La ley, o el pacto social, debe actuar para disuadir y detener al agresor, lo sea de mujeres, de niños, de homosexuales o de cualquier ser humano. Hacia este progreso vamos avanzando, con un cada vez mayor reconocimiento de que el respeto por la vida y la libertad ajenas es un valor fundamental. De este valor de respeto al prójimo deriva la justicia, de la justicia la paz y de la paz la felicidad. Todos deseamos la felicidad, sencillamente porque es el primer anhelo humano y como tal debemos otorgárnoslo en calidad de derecho y de deber. Todos deseamos la felicidad y todos deseamos ser felices en sociedad, con los nuestros, con el otro, porque así es el ser humano desde el origen de los tiempos: manada, tribu, nación, pueblo, civilización, al cabo humanidad. Sin humanidad, para los humanos, no hay futuro.
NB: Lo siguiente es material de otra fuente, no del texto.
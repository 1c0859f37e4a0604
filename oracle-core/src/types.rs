//! Core data model: feeds, observations, and aggregated prices.
//!
//! Mirrors the value-type conventions of the teacher's protocol layer (small, Copy-ish,
//! crossing task boundaries by value) without any of the binary TLV framing — every
//! consumer downstream of the adapters speaks plain Rust structs.

use serde::{Deserialize, Serialize};
use std::time::{SystemTime, UNIX_EPOCH};

/// Feed category, mirrors the four asset classes the oracle tracks.
#[derive(Debug, Clone, Copy, PartialEq, Eq, Hash, Serialize, Deserialize)]
#[serde(rename_all = "lowercase")]
pub enum Category {
    Crypto,
    Forex,
    Commodity,
    Stock,
}

impl Category {
    /// Decode the wire-level numeric category used by the HTTP API (spec §6).
    pub fn from_code(code: u8) -> Option<Self> {
        match code {
            1 => Some(Category::Crypto),
            2 => Some(Category::Forex),
            3 => Some(Category::Commodity),
            4 => Some(Category::Stock),
            _ => None,
        }
    }

    pub fn code(self) -> u8 {
        match self {
            Category::Crypto => 1,
            Category::Forex => 2,
            Category::Commodity => 3,
            Category::Stock => 4,
        }
    }
}

/// Canonical trading pair identifier. `name` is always `BASE/QUOTE`, both tokens
/// 2-8 uppercase characters, normalized on construction.
#[derive(Debug, Clone, PartialEq, Eq, Hash, Serialize, Deserialize)]
pub struct FeedId {
    pub category: Category,
    pub name: String,
}

/// Errors from [`FeedId::new`] — the feed-name boundary checks from spec §8.
#[derive(Debug, Clone, thiserror::Error, PartialEq, Eq)]
pub enum FeedIdError {
    #[error("feed name must contain exactly one '/'")]
    MissingOrExtraSeparator,
    #[error("feed name tokens must be 2-8 alphabetic characters")]
    InvalidToken,
}

impl FeedId {
    /// Normalize and validate a `BASE/QUOTE` name against `^[A-Z]{2,8}/[A-Z]{2,8}$`
    /// after uppercasing (spec §6 "Feed name validation").
    pub fn new(category: Category, name: &str) -> Result<Self, FeedIdError> {
        let upper = name.to_uppercase();
        let mut parts = upper.split('/');
        let (base, quote, rest) = (parts.next(), parts.next(), parts.next());
        if rest.is_some() {
            return Err(FeedIdError::MissingOrExtraSeparator);
        }
        let (base, quote) = match (base, quote) {
            (Some(b), Some(q)) if !b.is_empty() && !q.is_empty() => (b, q),
            _ => return Err(FeedIdError::MissingOrExtraSeparator),
        };
        let valid_token = |t: &str| {
            (2..=8).contains(&t.len()) && t.chars().all(|c| c.is_ascii_alphabetic())
        };
        if !valid_token(base) || !valid_token(quote) {
            return Err(FeedIdError::InvalidToken);
        }
        Ok(Self {
            category,
            name: format!("{base}/{quote}"),
        })
    }
}

impl std::fmt::Display for FeedId {
    fn fmt(&self, f: &mut std::fmt::Formatter<'_>) -> std::fmt::Result {
        write!(f, "{}:{}", self.category.code(), self.name)
    }
}

/// Current time in epoch milliseconds, UTC.
pub fn now_ms() -> i64 {
    SystemTime::now()
        .duration_since(UNIX_EPOCH)
        .map(|d| d.as_millis() as i64)
        .unwrap_or(0)
}

/// One raw datum from one source, post-normalization.
#[derive(Debug, Clone, PartialEq, Serialize, Deserialize)]
pub struct PriceObservation {
    pub symbol: String,
    pub price: f64,
    /// Epoch ms, UTC.
    pub timestamp: i64,
    pub source: String,
    pub volume: Option<f64>,
    /// Seeded and adjusted per spec §4.1 / §4.5, always clamped to [0, 1].
    pub confidence: f64,
}

impl PriceObservation {
    /// `now - timestamp`, in milliseconds. Never negative thanks to the clock-skew
    /// substitution performed during normalization.
    pub fn age_ms(&self, now: i64) -> i64 {
        (now - self.timestamp).max(0)
    }
}

/// A volume datum from one source.
#[derive(Debug, Clone, PartialEq, Serialize, Deserialize)]
pub struct VolumeObservation {
    pub symbol: String,
    pub volume: f64,
    pub timestamp: i64,
    pub source: String,
}

/// Consensus result for one feed, produced by the aggregation engine.
#[derive(Debug, Clone, PartialEq, Serialize, Deserialize)]
pub struct AggregatedPrice {
    pub symbol: String,
    pub price: f64,
    pub timestamp: i64,
    pub sources: Vec<String>,
    pub confidence: f64,
    pub consensus_score: f64,
    /// Set when the caller's freshness window has been exceeded but a stale value is
    /// still being returned (spec §9 Open Question: stale flag instead of 404).
    #[serde(default)]
    pub stale: bool,
}

#[cfg(test)]
mod tests {
    use super::*;
    use proptest::prelude::*;

    #[test]
    fn accepts_valid_feed_names() {
        assert!(FeedId::new(Category::Crypto, "btc/usdt").is_ok());
        let f = FeedId::new(Category::Crypto, "btc/usdt").unwrap();
        assert_eq!(f.name, "BTC/USDT");
    }

    #[test]
    fn rejects_missing_slash() {
        assert_eq!(
            FeedId::new(Category::Crypto, "BTCUSDT").unwrap_err(),
            FeedIdError::MissingOrExtraSeparator
        );
    }

    #[test]
    fn rejects_multiple_slashes() {
        assert_eq!(
            FeedId::new(Category::Crypto, "BTC/USD/T").unwrap_err(),
            FeedIdError::MissingOrExtraSeparator
        );
    }

    #[test]
    fn rejects_empty() {
        assert!(FeedId::new(Category::Crypto, "").is_err());
    }

    #[test]
    fn rejects_overlength_token() {
        assert_eq!(
            FeedId::new(Category::Crypto, "ABCDEFGHI/USD").unwrap_err(),
            FeedIdError::InvalidToken
        );
    }

    #[test]
    fn category_round_trips_through_code() {
        for c in [Category::Crypto, Category::Forex, Category::Commodity, Category::Stock] {
            assert_eq!(Category::from_code(c.code()), Some(c));
        }
        assert_eq!(Category::from_code(0), None);
        assert_eq!(Category::from_code(5), None);
    }

    proptest::proptest! {
        /// Any pair of 2-8 character uppercase-alphabetic tokens forms a feed name
        /// that normalizes losslessly (spec §8 "Feed-name regex rejects ...
        /// over-length inputs" -- the converse: in-range inputs always round-trip).
        #[test]
        fn any_valid_token_pair_round_trips(
            base in "[A-Za-z]{2,8}",
            quote in "[A-Za-z]{2,8}",
        ) {
            let name = format!("{base}/{quote}");
            let feed = FeedId::new(Category::Crypto, &name).unwrap();
            prop_assert_eq!(feed.name, format!("{}/{}", base.to_uppercase(), quote.to_uppercase()));
        }

        /// Tokens outside the 2-8 length bound are always rejected, regardless of
        /// how the in-bound side looks.
        #[test]
        fn overlength_token_always_rejected(
            base in "[A-Za-z]{9,20}",
            quote in "[A-Za-z]{2,8}",
        ) {
            let name = format!("{base}/{quote}");
            prop_assert!(FeedId::new(Category::Crypto, &name).is_err());
        }
    }
}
Al Estado le compete lavar su quehacer de homofobia, a la sociedad aprender a respetar la homosexualidad más allá del espectáculo y la tolerancia, en su ejercicio y en su valor, y a los homosexuales compete defender colectivamente, con todos los colectivos posibles, sus libertades reales y cotidianas. Así hace décadas que lo estamos haciendo, con eroticopolíticas cuyo referente hace avanzar la historia y hace avanzar a toda la humanidad. Pero sobre todo nos compete a los homosexuales ser individualmente quienes somos desde el ejercicio responsable de nuestra libertad, mirando más por ser el individuo que cada uno es que por la categoría que nos comprende, que no deja de ser clasificación, cosificación, alienación.
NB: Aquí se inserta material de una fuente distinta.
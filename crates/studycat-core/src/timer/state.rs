use serde::{Deserialize, Serialize};

use super::scoring::{ScoringMode, DEFAULT_LINEAR_PER_MIN};
use crate::calendar::CalendarKeys;
use crate::error::ValidationError;

/// Storage key of the persisted timer record.
pub const TIMER_STATE_KEY: &str = "studyTimer:v1";

/// Logical state derived from `running` and `offset_ms`.
#[derive(Debug, Clone, Copy, PartialEq, Eq, Serialize, Deserialize)]
#[serde(rename_all = "lowercase")]
pub enum Phase {
    Idle,
    Paused,
    Running,
}

/// The single persisted timer record.
///
/// Field names follow the persisted camelCase layout so that every surface
/// reading the store sees the same record.
#[derive(Debug, Clone, PartialEq, Serialize, Deserialize)]
#[serde(rename_all = "camelCase", default)]
pub struct TimerState {
    pub running: bool,
    /// Start of the current running interval; `0` when not running.
    pub start_timestamp: i64,
    /// Time accumulated by earlier intervals of the current session.
    pub offset_ms: u64,
    /// Heartbeat estimate of the live elapsed time. Informational only.
    pub elapsed_ms: u64,
    pub last_alive_at: i64,
    pub work: String,
    pub detail: String,
    pub task_name: String,
    pub mode: ScoringMode,
    pub linear_per_min: f64,
    /// Finalized sessions in chronological order.
    pub logs: Vec<SessionLog>,
}

impl Default for TimerState {
    fn default() -> Self {
        Self {
            running: false,
            start_timestamp: 0,
            offset_ms: 0,
            elapsed_ms: 0,
            last_alive_at: 0,
            work: String::new(),
            detail: String::new(),
            task_name: String::new(),
            mode: ScoringMode::default(),
            linear_per_min: DEFAULT_LINEAR_PER_MIN,
            logs: Vec::new(),
        }
    }
}

impl TimerState {
    pub fn phase(&self) -> Phase {
        if self.running {
            Phase::Running
        } else if self.offset_ms > 0 {
            Phase::Paused
        } else {
            Phase::Idle
        }
    }

    /// Elapsed time of the unfinalized session at `now_ms`. Never negative.
    pub fn elapsed_at(&self, now_ms: i64) -> u64 {
        if self.running && self.start_timestamp > 0 {
            self.offset_ms
                .saturating_add(now_ms.saturating_sub(self.start_timestamp).max(0) as u64)
        } else {
            self.offset_ms
        }
    }

    /// Task label copied into logs: the session's own label, else `work`.
    pub fn task_label(&self) -> &str {
        if self.task_name.is_empty() {
            &self.work
        } else {
            &self.task_name
        }
    }
}

/// A finalized study session. Immutable once appended.
#[derive(Debug, Clone, PartialEq, Default, Serialize, Deserialize)]
#[serde(rename_all = "camelCase")]
pub struct SessionLog {
    pub task: String,
    #[serde(default)]
    pub detail: String,
    pub start: i64,
    pub end: i64,
    pub seconds: u64,
    pub minutes: f64,
    pub points: f64,
    pub mode: String,
    #[serde(flatten)]
    pub keys: CalendarKeys,
}

/// Field-scoped update of [`TimerState`].
///
/// Only the fields that are `Some` are written, so concurrent writers that
/// touch different fields never clobber each other. Logs are not patchable.
#[derive(Debug, Clone, Default, PartialEq, Serialize, Deserialize)]
#[serde(rename_all = "camelCase", default)]
pub struct TimerPatch {
    #[serde(skip_serializing_if = "Option::is_none")]
    pub running: Option<bool>,
    #[serde(skip_serializing_if = "Option::is_none")]
    pub start_timestamp: Option<i64>,
    #[serde(skip_serializing_if = "Option::is_none")]
    pub offset_ms: Option<u64>,
    #[serde(skip_serializing_if = "Option::is_none")]
    pub elapsed_ms: Option<u64>,
    #[serde(skip_serializing_if = "Option::is_none")]
    pub last_alive_at: Option<i64>,
    #[serde(skip_serializing_if = "Option::is_none")]
    pub work: Option<String>,
    #[serde(skip_serializing_if = "Option::is_none")]
    pub detail: Option<String>,
    #[serde(skip_serializing_if = "Option::is_none")]
    pub task_name: Option<String>,
    #[serde(skip_serializing_if = "Option::is_none")]
    pub mode: Option<ScoringMode>,
    #[serde(skip_serializing_if = "Option::is_none")]
    pub linear_per_min: Option<f64>,
}

impl TimerPatch {
    /// The two fields the heartbeat is allowed to write.
    pub fn heartbeat(elapsed_ms: u64, last_alive_at: i64) -> Self {
        Self {
            elapsed_ms: Some(elapsed_ms),
            last_alive_at: Some(last_alive_at),
            ..Self::default()
        }
    }

    pub fn labels(work: impl Into<String>, detail: impl Into<String>) -> Self {
        let work = work.into();
        Self {
            task_name: Some(work.clone()),
            work: Some(work),
            detail: Some(detail.into()),
            ..Self::default()
        }
    }

    pub fn is_empty(&self) -> bool {
        *self == Self::default()
    }

    /// Merge into `state`, rejecting patches that would break its invariants.
    pub fn apply(&self, state: &mut TimerState) -> Result<(), ValidationError> {
        let mut next = state.clone();
        if let Some(v) = self.running {
            next.running = v;
        }
        if let Some(v) = self.start_timestamp {
            next.start_timestamp = v;
        }
        if let Some(v) = self.offset_ms {
            next.offset_ms = v;
        }
        if let Some(v) = self.elapsed_ms {
            next.elapsed_ms = v;
        }
        if let Some(v) = self.last_alive_at {
            next.last_alive_at = v;
        }
        if let Some(v) = &self.work {
            next.work = v.clone();
        }
        if let Some(v) = &self.detail {
            next.detail = v.clone();
        }
        if let Some(v) = &self.task_name {
            next.task_name = v.clone();
        }
        if let Some(v) = self.mode {
            next.mode = v;
        }
        if let Some(v) = self.linear_per_min {
            next.linear_per_min = v;
        }

        if next.start_timestamp < 0 {
            return Err(invalid("startTimestamp", "must not be negative"));
        }
        if !next.running {
            next.start_timestamp = 0;
        }
        if next.running && next.start_timestamp == 0 {
            return Err(invalid("startTimestamp", "a running session needs a start"));
        }
        if !next.linear_per_min.is_finite() || next.linear_per_min < 0.0 {
            return Err(invalid("linearPerMin", "must be a finite non-negative number"));
        }

        *state = next;
        Ok(())
    }
}

fn invalid(field: &str, message: &str) -> ValidationError {
    ValidationError::InvalidValue {
        field: field.to_string(),
        message: message.to_string(),
    }
}

#[cfg(test)]
mod tests {
    use super::*;

    #[test]
    fn phases() {
        let mut st = TimerState::default();
        assert_eq!(st.phase(), Phase::Idle);
        st.offset_ms = 10;
        assert_eq!(st.phase(), Phase::Paused);
        st.running = true;
        st.start_timestamp = 5;
        assert_eq!(st.phase(), Phase::Running);
    }

    #[test]
    fn elapsed_never_negative_when_clock_is_behind() {
        let st = TimerState {
            running: true,
            start_timestamp: 10_000,
            offset_ms: 500,
            ..TimerState::default()
        };
        assert_eq!(st.elapsed_at(4_000), 500);
        assert_eq!(st.elapsed_at(11_000), 1_500);
    }

    #[test]
    fn patch_only_touches_named_fields() {
        let mut st = TimerState {
            work: "Algebra".into(),
            offset_ms: 42,
            ..TimerState::default()
        };
        TimerPatch::heartbeat(9_000, 77).apply(&mut st).unwrap();
        assert_eq!(st.work, "Algebra");
        assert_eq!(st.offset_ms, 42);
        assert_eq!(st.elapsed_ms, 9_000);
        assert_eq!(st.last_alive_at, 77);
    }

    #[test]
    fn patch_rejects_running_without_start() {
        let mut st = TimerState::default();
        let patch = TimerPatch {
            running: Some(true),
            ..TimerPatch::default()
        };
        assert!(patch.apply(&mut st).is_err());
        assert!(!st.running);
    }

    #[test]
    fn patch_that_stops_running_clears_start() {
        let mut st = TimerState {
            running: true,
            start_timestamp: 1_000,
            offset_ms: 500,
            ..TimerState::default()
        };
        let patch = TimerPatch {
            running: Some(false),
            ..TimerPatch::default()
        };
        patch.apply(&mut st).unwrap();
        assert!(!st.running);
        assert_eq!(st.start_timestamp, 0);
        assert_eq!(st.offset_ms, 500);
        assert_eq!(st.phase(), Phase::Paused);

        let stale_start = TimerPatch {
            start_timestamp: Some(9_000),
            ..TimerPatch::default()
        };
        stale_start.apply(&mut st).unwrap();
        assert_eq!(st.start_timestamp, 0);
    }

    #[test]
    fn missing_fields_decode_to_defaults() {
        let st: TimerState = serde_json::from_str(r#"{"running":false,"work":"Essay"}"#).unwrap();
        assert_eq!(st.work, "Essay");
        assert_eq!(st.linear_per_min, DEFAULT_LINEAR_PER_MIN);
        assert!(st.logs.is_empty());
    }

    #[test]
    fn patch_decodes_from_camel_case() {
        let patch: TimerPatch =
            serde_json::from_str(r#"{"work":"Essay","linearPerMin":0.2}"#).unwrap();
        assert_eq!(patch.work.as_deref(), Some("Essay"));
        assert_eq!(patch.linear_per_min, Some(0.2));
        assert!(patch.running.is_none());
        assert!(TimerPatch::default().is_empty());
    }

    #[test]
    fn label_falls_back_to_task_name() {
        let st = TimerState {
            task_name: "Reading".into(),
            ..TimerState::default()
        };
        assert_eq!(st.task_label(), "Reading");
    }

    #[test]
    fn session_label_wins_over_work() {
        let mut st = TimerState {
            work: "Essay".into(),
            task_name: "Quiz".into(),
            ..TimerState::default()
        };
        assert_eq!(st.task_label(), "Quiz");
        st.task_name.clear();
        assert_eq!(st.task_label(), "Essay");
    }
}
Para el fin de la homofobia todo el mundo tiene algo que hacer, y quien debe hacer más somos los homosexuales. No hay victoria sin lucha, ni logro que no se deba ganar a pulso, con la razón y con los hechos. Empezamos a vivenciar, o vislumbrar, el fin de la homofobia por nosotros mismos, por no aceptar ser víctimas ni hacer responsable a nadie de nuestra dicha o desdicha, por saber guerrear ferozmente cuando es necesario, por no permitirnos el miedo ni la locura, alegre y sensatamente, y por rebelarnos desde un hacer constructivo y generoso que incluye a todos, por supuesto también a los heterosexuales, y a los homófobos heterosexuales u homosexuales. Tenemos en este camino mucho que aportar, y es nuestro deber hacerlo. El fin de la homofobia es cuestión de todos, empezando por uno mismo.